Mechanism of Thienopyridone and iminothienopyridinedione inhibition of protein phosphatases

Medchemcomm 2019 Apr 5;10(5):791-799.PMID:31191869DOI:10.1039/c9md00175a.

Thienopyridone (TP) has been proposed as a selective inhibitor of phosphatases of regenerating liver (PRL or PTP4A). PRLs are dual specificity phosphatases that promote cancer progression and are attractive anticancer targets. TP and iminothienopyridinedione (ITP), a more potent derivative, were shown to be effective inhibitors but the mechanism of inhibition was not established. Here, we perform NMR experiments and in vitro phosphatase assays to show that TP and ITP inhibit protein phosphatases non-specifically through oxidation of the phosphatase catalytic cysteine. We demonstrate that TP and ITP are redox active compounds, inhibiting PRL-3 and multiple other PTPs through oxidation. They also catalyze the oxidation of thioredoxin-1 as well as small molecules, like TCEP, DTT, and glutathione. The reported selectivity of TP and ITP is likely due to the higher susceptibility of PRLs to oxidation. Thus, while TP and ITP effectively inhibit PRLs, their use for studying the cellular function of PRLs is problematic due to the likelihood of off-target effects.

Photooxygenation of an amino-thienopyridone yields a more potent PTP4A3 inhibitor

Org Biomol Chem 2016 Jul 6;14(27):6398-402.PMID:27291491DOI:10.1039/c6ob00946h.

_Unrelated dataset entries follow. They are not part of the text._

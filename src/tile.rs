use crate::geometry::{Extent, Vector};
use thiserror::Error;

/// Deepest zoom level accepted from requests
///
/// The cap is intentional: `2^z` tiles per side must fit in `u32`, and at
/// zoom 30 a tile's edge is still an exact power of two in `f64`.
pub const MAX_ZOOM: u32 = 30;

/// Errors produced while turning a request into a tile coordinate
#[derive(Debug, Error, PartialEq, Eq)]
pub enum TileCoordError {
    #[error("path {0:?} does not match /{{z}}/{{x}}/{{y}}.png")]
    MalformedPath(String),

    #[error("extracting {axis}: {value:?} is not a valid number")]
    InvalidNumber { axis: char, value: String },

    /// Zoom above `MAX_ZOOM`; these tiles are refused rather than widened to `u64`
    #[error("zoom level {0} exceeds the maximum of {MAX_ZOOM}")]
    ZoomTooDeep(u32),

    #[error("invalid tile coordinates {z}/{x}/{y}: column and row must be below {size}")]
    OutOfRange { z: u32, x: u32, y: u32, size: u32 },
}

/// A validated position in the tile pyramid
#[derive(Debug, Clone, Copy, PartialEq, Eq, Hash)]
pub struct TileCoord {
    z: u32,
    x: u32,
    y: u32,
}

impl TileCoord {
    /// Validate a zoom/column/row triple
    pub fn new(z: u32, x: u32, y: u32) -> Result<Self, TileCoordError> {
        if z > MAX_ZOOM {
            return Err(TileCoordError::ZoomTooDeep(z));
        }
        let size = 1u32 << z;
        if x >= size || y >= size {
            return Err(TileCoordError::OutOfRange { z, x, y, size });
        }
        Ok(TileCoord { z, x, y })
    }

    /// Parse a request path of the form `/{z}/{x}/{y}.png`
    pub fn from_path(path: &str) -> Result<Self, TileCoordError> {
        let malformed = || TileCoordError::MalformedPath(path.to_string());

        let inner = path
            .strip_prefix('/')
            .and_then(|rest| rest.strip_suffix(".png"))
            .ok_or_else(malformed)?;

        let parts: Vec<&str> = inner.split('/').collect();
        let [z, x, y] = parts.as_slice() else {
            return Err(malformed());
        };
        if [z, x, y]
            .iter()
            .any(|part| part.is_empty() || !part.bytes().all(|b| b.is_ascii_digit()))
        {
            return Err(malformed());
        }

        TileCoord::new(parse_component('z', z)?, parse_component('x', x)?, parse_component('y', y)?)
    }

    pub fn z(&self) -> u32 {
        self.z
    }

    pub fn x(&self) -> u32 {
        self.x
    }

    pub fn y(&self) -> u32 {
        self.y
    }

    /// Number of tiles along each axis at this zoom level
    pub fn grid_size(&self) -> u32 {
        1 << self.z
    }
}

impl std::fmt::Display for TileCoord {
    fn fmt(&self, f: &mut std::fmt::Formatter<'_>) -> std::fmt::Result {
        write!(f, "{}/{}/{}", self.z, self.x, self.y)
    }
}

fn parse_component(axis: char, value: &str) -> Result<u32, TileCoordError> {
    value.parse().map_err(|_| TileCoordError::InvalidNumber {
        axis,
        value: value.to_string(),
    })
}

/// Compute the world-space rectangle covered by a tile
///
/// Column and row are normalised to the unit square, recentred on the
/// origin and scaled by 4, so zoom 0 covers `[-2, 2] x [-2, 2]`.
pub fn tile_extent(coord: TileCoord) -> Extent {
    let size = coord.grid_size() as f64;
    let unit = Extent::new(
        Vector::new(coord.x as f64 / size, coord.y as f64 / size),
        Vector::new((coord.x + 1) as f64 / size, (coord.y + 1) as f64 / size),
    );

    unit.sub(Vector::new(0.5, 0.5)).scale(4.0)
}

#[cfg(test)]
mod tests {
    use super::*;

    #[test]
    fn test_zoom_zero_covers_world() {
        let extent = tile_extent(TileCoord::new(0, 0, 0).unwrap());
        assert_eq!(extent.min, Vector::new(-2.0, -2.0));
        assert_eq!(extent.max, Vector::new(2.0, 2.0));
    }

    #[test]
    fn test_extent_size_halves_per_zoom() {
        for z in 0..=12 {
            let size = 1u32 << z;
            let expected = 4.0 / size as f64;
            for &(x, y) in &[(0, 0), (size - 1, 0), (size / 2, size - 1), (size - 1, size - 1)] {
                let extent = tile_extent(TileCoord::new(z, x, y).unwrap());
                assert!(extent.min.x < extent.max.x, "min.x should be below max.x at {}/{}/{}", z, x, y);
                assert!(extent.min.y < extent.max.y, "min.y should be below max.y at {}/{}/{}", z, x, y);
                assert!((extent.width() - expected).abs() < 1e-12, "width at zoom {} was {}", z, extent.width());
                assert!((extent.height() - expected).abs() < 1e-12, "height at zoom {} was {}", z, extent.height());
            }
        }
    }

    #[test]
    fn test_neighbours_share_edges_exactly() {
        let left = tile_extent(TileCoord::new(7, 40, 99).unwrap());
        let right = tile_extent(TileCoord::new(7, 41, 99).unwrap());
        let below = tile_extent(TileCoord::new(7, 40, 100).unwrap());

        assert_eq!(left.max.x, right.min.x);
        assert_eq!(left.max.y, below.min.y);
    }

    #[test]
    fn test_extents_are_square() {
        for &(z, x, y) in &[(0, 0, 0), (3, 5, 2), (11, 2047, 13), (MAX_ZOOM, 7, (1 << MAX_ZOOM) - 1)] {
            let extent = tile_extent(TileCoord::new(z, x, y).unwrap());
            assert_eq!(extent.width(), extent.height(), "tile {}/{}/{} should be square", z, x, y);
        }
    }

    #[test]
    fn test_from_path_accepts_valid_tiles() {
        assert_eq!(TileCoord::from_path("/0/0/0.png"), TileCoord::new(0, 0, 0));
        let coord = TileCoord::from_path("/5/31/7.png").unwrap();
        assert_eq!((coord.z(), coord.x(), coord.y()), (5, 31, 7));
        assert_eq!(coord.to_string(), "5/31/7");
    }

    #[test]
    fn test_from_path_rejects_out_of_range() {
        assert_eq!(
            TileCoord::from_path("/3/8/8.png"),
            Err(TileCoordError::OutOfRange { z: 3, x: 8, y: 8, size: 8 })
        );
        assert!(TileCoord::from_path("/3/7/8.png").is_err());
        assert!(TileCoord::from_path("/0/1/0.png").is_err());
        assert!(TileCoord::from_path("/3/7/7.png").is_ok());
    }

    #[test]
    fn test_from_path_rejects_malformed() {
        for path in [
            "",
            "/",
            "/1/2.png",
            "/1/2/3/4.png",
            "/1/2/3.jpg",
            "1/2/3.png",
            "/a/0/0.png",
            "/-1/0/0.png",
            "/+1/0/0.png",
            "/1//0.png",
            "/1/0/0.png?x=1",
        ] {
            assert!(
                matches!(TileCoord::from_path(path), Err(TileCoordError::MalformedPath(_))),
                "path {:?} should be malformed",
                path
            );
        }
    }

    #[test]
    fn test_from_path_rejects_huge_numbers() {
        assert_eq!(
            TileCoord::from_path("/99999999999/0/0.png"),
            Err(TileCoordError::InvalidNumber { axis: 'z', value: "99999999999".to_string() })
        );
        assert_eq!(TileCoord::from_path("/31/0/0.png"), Err(TileCoordError::ZoomTooDeep(31)));
    }

    #[test]
    fn test_zoom_cap_keeps_extents_exact() {
        let deepest = TileCoord::new(MAX_ZOOM, (1 << MAX_ZOOM) - 1, 0).unwrap();
        assert_eq!(deepest.grid_size(), 1 << MAX_ZOOM);
        let extent = tile_extent(deepest);
        assert_eq!(extent.width(), 4.0 / (1u64 << MAX_ZOOM) as f64);
        assert_eq!(extent.max.x, 2.0);
        assert_eq!(TileCoord::new(MAX_ZOOM + 1, 0, 0), Err(TileCoordError::ZoomTooDeep(MAX_ZOOM + 1)));
    }
}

The phosphatase PTP4A3 is an attractive anticancer target, but knowledge of its exact role in cells remains incomplete. A potent, structurally novel inhibitor of the PTP4A family was obtained by photooxygenation of a less active, electron-rich Thienopyridone (1). Iminothienopyridinedione 13 displays increased solution stability and is readily obtained by two new synthetic routes that converge in the preparation of 1. The late-stage photooxygenation of 1 to give 13 in high yield highlights the potential of this reaction to modify the structure and properties of a biological lead compound and generate value for expanding the scope of an SAR investigation. Analog 13 should become a valuable tool for further exploration of the role of PTP4A3 in tumor progression.

Thienopyridone drugs are selective activators of AMP-activated protein kinase beta1-containing complexes

Chem Biol 2008 Nov 24;15(11):1220-30.PMID:19022182DOI:10.1016/j.chembiol.2008.10.005.

The AMP-activated protein kinase (AMPK) is an alphabetagamma heterotrimer that plays a pivotal role in regulating cellular and whole-body metabolism. Activation of AMPK reverses many of the metabolic defects associated with obesity and type 2 diabetes, and therefore AMPK is considered a promising target for drugs to treat these diseases. Recently, the Thienopyridone A769662 has been reported to directly activate AMPK by an unexpected mechanism. Here we show that A769662 activates AMPK by a mechanism involving the beta subunit carbohydrate-binding module and residues from the gamma subunit but not the AMP-binding sites. Furthermore, A769662 exclusively activates AMPK heterotrimers containing the beta1 subunit. Our findings highlight the regulatory role played by the beta subunit in modulating AMPK activity and the possibility of developing isoform specific therapeutic activators of this important metabolic regulator.

Structure and function of AMP-activated protein kinase

Acta Physiol (Oxf) 2009 May;196(1):3-14.PMID:19245650DOI:10.1111/j.1748-1716.2009.01977.x.

AMP-activated protein kinase (AMPK) regulates metabolism in response to energy demand and supply. AMPK is activated in response to rises in intracellular AMP or calcium-mediated signalling and is responsible for phosphorylating a wide variety of substrates. Recent structural studies have revealed the architecture of the alphabetagamma subunit interactions as well as the AMP binding pockets on the gamma subunit. The alpha catalytic domain (1-280) is autoinhibited by a C-terminal tail (313-335), which is proposed to interact with the small lobe of the catalytic domain by homology modelling with the MARK2 protein structure. Two direct activating drugs have been reported for AMPK, the Thienopyridone compound A769662 and PTI, which may activate by distinct mechanisms.